Spa-Francorchamps, one of the most challenging circuits in Formula One that stages the Belgian Grand Prix, has been pulled off the calendar this year. The status of the GP was in doubt ever since its promoters filed for bankruptcy late last year.

The FIA, however, has gone on record saying that the Spa could return to the F1 fold in 2007 and that the sport's governing body in Belgium would use the time to carry out some modifications to the circuit. The decision to pull out the Belgian GP has reduced this year's F1 calendar to 18 races.

Meanwhile, the Silverstone circuit, which hosts the British GP, is set to get a major makeover. It would then be promoted by Northern Racing, a company that also administers horse racing.

Under the contract signed between the F1 bosses and Northern Racing, the latter would promote the British GP until 2009. The company has also been given the option of renewing the contract after the expiry of its first term.


In one of the most significant changes to the Grand Prix weekend this season, FIA has junked the single-lap qualifying system for a knockout format that promises to be electrifying.

The new format will be held over two sessions of 15 minutes each, followed by a final 20-minute run for the pole position.

All the 22 cars will run in the first session, at the end of which the slowest six cars will be eliminated. And depending upon the times clocked, these cars will fill up places 17 to 22 on the grid. The remaining 16 cars will get back on the track after a five-minute break for the second stage of qualifying. This 15-minute session will decide places 11 to 16 on the grid and will be filled up by the slowest six cars from the round. The last ten cars will then compete for places 1 to 10 on the grid in the final 20-minute session.

There is no restriction on the fuel load for the first two qualifying sessions. The cars knocked out of these two sessions are permitted to refuel to any level ahead of the race. The cars in the top 10 grid positions, however, are not allowed to carry fuel loads more than what they had at the beginning of the final qualifying session, for the race.

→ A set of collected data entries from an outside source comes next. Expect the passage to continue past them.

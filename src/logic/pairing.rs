//! Swiss pairing: match each player with the nearest-ranked opponent they have not met.

use crate::logic::rematch::RematchOracle;
use crate::models::{Pairing, StandingEntry, TournamentError};
use std::collections::HashSet;

/// Standings indices not yet given an opponent this round.
///
/// Invariant: every index below `first()` is assigned, so scanning forward from the head
/// visits the remaining players in rank order.
#[derive(Clone, Debug)]
struct UnassignedSet {
    assigned: Vec<bool>,
    remaining: usize,
}

impl UnassignedSet {
    fn new(len: usize) -> Self {
        Self {
            assigned: vec![false; len],
            remaining: len,
        }
    }

    fn len(&self) -> usize {
        self.remaining
    }

    /// Highest-ranked unassigned index.
    fn first(&self) -> Option<usize> {
        self.assigned.iter().position(|a| !a)
    }

    /// Unassigned indices ranked below `index`, nearest first.
    fn after(&self, index: usize) -> impl Iterator<Item = usize> + '_ {
        self.assigned
            .iter()
            .enumerate()
            .skip(index + 1)
            .filter(|(_, a)| !**a)
            .map(|(i, _)| i)
    }

    fn assign(&mut self, index: usize) {
        if !self.assigned[index] {
            self.assigned[index] = true;
            self.remaining -= 1;
        }
    }
}

/// Pair every player in `standings` for the next round.
///
/// `standings` must be ranked best first. The top unassigned player is matched with the
/// closest-ranked unassigned player they have not yet played. When every remaining opponent
/// is a rematch, the top player is paired with the next one down anyway, so the round is
/// always complete.
///
/// Pairings are returned in the order formed. Fails with `OddNumberOfPlayers` before any
/// oracle query if the count is odd, and with `DuplicatePlayer` if an id repeats.
pub fn swiss_pairings<O: RematchOracle + ?Sized>(
    standings: &[StandingEntry],
    oracle: &O,
) -> Result<Vec<Pairing>, TournamentError> {
    let n = standings.len();
    if n % 2 != 0 {
        return Err(TournamentError::OddNumberOfPlayers { count: n });
    }
    let mut seen = HashSet::with_capacity(n);
    for entry in standings {
        if !seen.insert(entry.player_id) {
            return Err(TournamentError::DuplicatePlayer(entry.player_id));
        }
    }

    let mut unassigned = UnassignedSet::new(n);
    let mut pairings = Vec::with_capacity(n / 2);

    while let Some(head) = unassigned.first() {
        let head_entry = &standings[head];

        let mut opponent = None;
        for cand in unassigned.after(head) {
            if !oracle.has_played(head_entry.player_id, standings[cand].player_id)? {
                opponent = Some(cand);
                break;
            }
        }

        let opponent = match opponent {
            Some(cand) => cand,
            None => {
                // Even count guarantees a partner is left.
                let forced = unassigned
                    .after(head)
                    .next()
                    .ok_or(TournamentError::OddNumberOfPlayers { count: n })?;
                log::warn!(
                    "{} has played every remaining opponent; forcing rematch with {}",
                    head_entry.name,
                    standings[forced].name
                );
                forced
            }
        };

        unassigned.assign(head);
        unassigned.assign(opponent);
        let pairing = Pairing::from_entries(head_entry, &standings[opponent]);
        log::debug!("Paired {} vs {}", pairing.name1, pairing.name2);
        pairings.push(pairing);
    }

    debug_assert_eq!(unassigned.len(), 0);
    Ok(pairings)
}
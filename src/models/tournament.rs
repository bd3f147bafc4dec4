//! Tournament: registered players, match history, and derived standings.

use crate::models::game::{MatchId, MatchRecord};
use crate::models::player::{Player, PlayerId};
use crate::models::standing::StandingEntry;
use chrono::{DateTime, Utc};
use serde::{Deserialize, Serialize};
use std::collections::HashMap;
use uuid::Uuid;

/// Errors that can occur during tournament operations.
#[derive(Clone, Debug, Eq, PartialEq)]
pub enum TournamentError {
    /// Pairing needs an even number of players; byes are not supported.
    OddNumberOfPlayers { count: usize },
    /// The same player appears more than once in a standings list.
    DuplicatePlayer(PlayerId),
    /// Player id is not registered in this tournament.
    PlayerNotFound(PlayerId),
    /// A match needs two different players.
    SelfMatch(PlayerId),
    /// Player name is empty after trimming.
    EmptyPlayerName,
    /// Tournament name is empty after trimming.
    EmptyTournamentName,
    /// Players cannot be deleted while match history refers to them.
    MatchesRecorded,
    /// Roster or standings CSV could not be read or written.
    Csv(String),
}

impl std::fmt::Display for TournamentError {
    fn fmt(&self, f: &mut std::fmt::Formatter<'_>) -> std::fmt::Result {
        match self {
            TournamentError::OddNumberOfPlayers { count } => {
                write!(f, "Odd number of competitors ({}); pairing needs an even count", count)
            }
            TournamentError::DuplicatePlayer(id) => write!(f, "Player {} appears twice in standings", id),
            TournamentError::PlayerNotFound(id) => write!(f, "Player {} not found", id),
            TournamentError::SelfMatch(_) => write!(f, "A player cannot play against themselves"),
            TournamentError::EmptyPlayerName => write!(f, "Player name must not be empty"),
            TournamentError::EmptyTournamentName => write!(f, "Tournament name must not be empty"),
            TournamentError::MatchesRecorded => {
                write!(f, "Delete match history before deleting players")
            }
            TournamentError::Csv(msg) => write!(f, "CSV error: {}", msg),
        }
    }
}

impl std::error::Error for TournamentError {}

impl From<csv::Error> for TournamentError {
    fn from(e: csv::Error) -> Self {
        TournamentError::Csv(e.to_string())
    }
}

/// Unique identifier for a tournament.
pub type TournamentId = Uuid;

/// Full tournament state: registered players and the append-only match history.
#[derive(Clone, Debug, Serialize, Deserialize)]
pub struct Tournament {
    pub id: TournamentId,
    pub name: String,
    /// Players in registration order (used as the standings tie-break).
    pub players: Vec<Player>,
    /// Every reported match, oldest first.
    pub matches: Vec<MatchRecord>,
    pub created_at: DateTime<Utc>,
}

impl Tournament {
    /// Create an empty tournament.
    pub fn new(name: impl Into<String>) -> Self {
        Self {
            id: Uuid::new_v4(),
            name: name.into(),
            players: Vec::new(),
            matches: Vec::new(),
            created_at: Utc::now(),
        }
    }

    /// Create an empty tournament from a user-supplied name (trimmed, must be non-empty).
    pub fn named(name: &str) -> Result<Self, TournamentError> {
        let name = name.trim();
        if name.is_empty() {
            return Err(TournamentError::EmptyTournamentName);
        }
        Ok(Self::new(name))
    }

    /// Look up a registered player by id.
    pub fn get_player(&self, id: PlayerId) -> Option<&Player> {
        self.players.iter().find(|p| p.id == id)
    }

    /// Register a player. The name is trimmed; names need not be unique.
    pub fn register_player(&mut self, name: impl Into<String>) -> Result<PlayerId, TournamentError> {
        let name = name.into();
        let name_trimmed = name.trim();
        if name_trimmed.is_empty() {
            return Err(TournamentError::EmptyPlayerName);
        }
        let player = Player::new(name_trimmed);
        let id = player.id;
        log::debug!("Registered player {} ({})", player.name, id);
        self.players.push(player);
        Ok(id)
    }

    /// Number of registered players.
    pub fn count_players(&self) -> usize {
        self.players.len()
    }

    /// Remove every player. Fails while any match is still recorded.
    pub fn delete_players(&mut self) -> Result<(), TournamentError> {
        if !self.matches.is_empty() {
            return Err(TournamentError::MatchesRecorded);
        }
        self.players.clear();
        Ok(())
    }

    /// Record the outcome of a single match between two registered players.
    pub fn report_match(&mut self, winner: PlayerId, loser: PlayerId) -> Result<MatchId, TournamentError> {
        if winner == loser {
            return Err(TournamentError::SelfMatch(winner));
        }
        for id in [winner, loser] {
            if self.get_player(id).is_none() {
                return Err(TournamentError::PlayerNotFound(id));
            }
        }
        let record = MatchRecord::new(winner, loser);
        let id = record.id;
        self.matches.push(record);
        Ok(id)
    }

    /// Clear the whole match history.
    pub fn delete_matches(&mut self) {
        self.matches.clear();
    }

    /// Current standings, most wins first. Players tied on wins keep registration order.
    pub fn standings(&self) -> Vec<StandingEntry> {
        let mut tally: HashMap<PlayerId, (u32, u32)> = HashMap::new();
        for m in &self.matches {
            let w = tally.entry(m.winner).or_default();
            w.0 += 1;
            w.1 += 1;
            tally.entry(m.loser).or_default().1 += 1;
        }
        let mut standings: Vec<StandingEntry> = self
            .players
            .iter()
            .map(|p| {
                let (wins, matches) = tally.get(&p.id).copied().unwrap_or_default();
                StandingEntry::new(p.id, p.name.clone(), wins, matches)
            })
            .collect();
        standings.sort_by(|a, b| b.wins.cmp(&a.wins));
        standings
    }
}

FIA has also amended the rule to allow tyre changes during races, unlike last year when the teams were allowed only one set of tyres for each race. This year the teams are permitted to use seven sets of dry slicks, four sets of wet slicks and three sets of extreme weather tyres during a race weekend.

As part of the technical changes, the 3-litre V10 engine has been jettisoned for a 2.4-litre V8. The change is aimed at bringing down the speeds, especially while negotiating the corners and bends. The new engine that packs about 750hp is expected to scale down the power of the cars by nearly 20 per cent.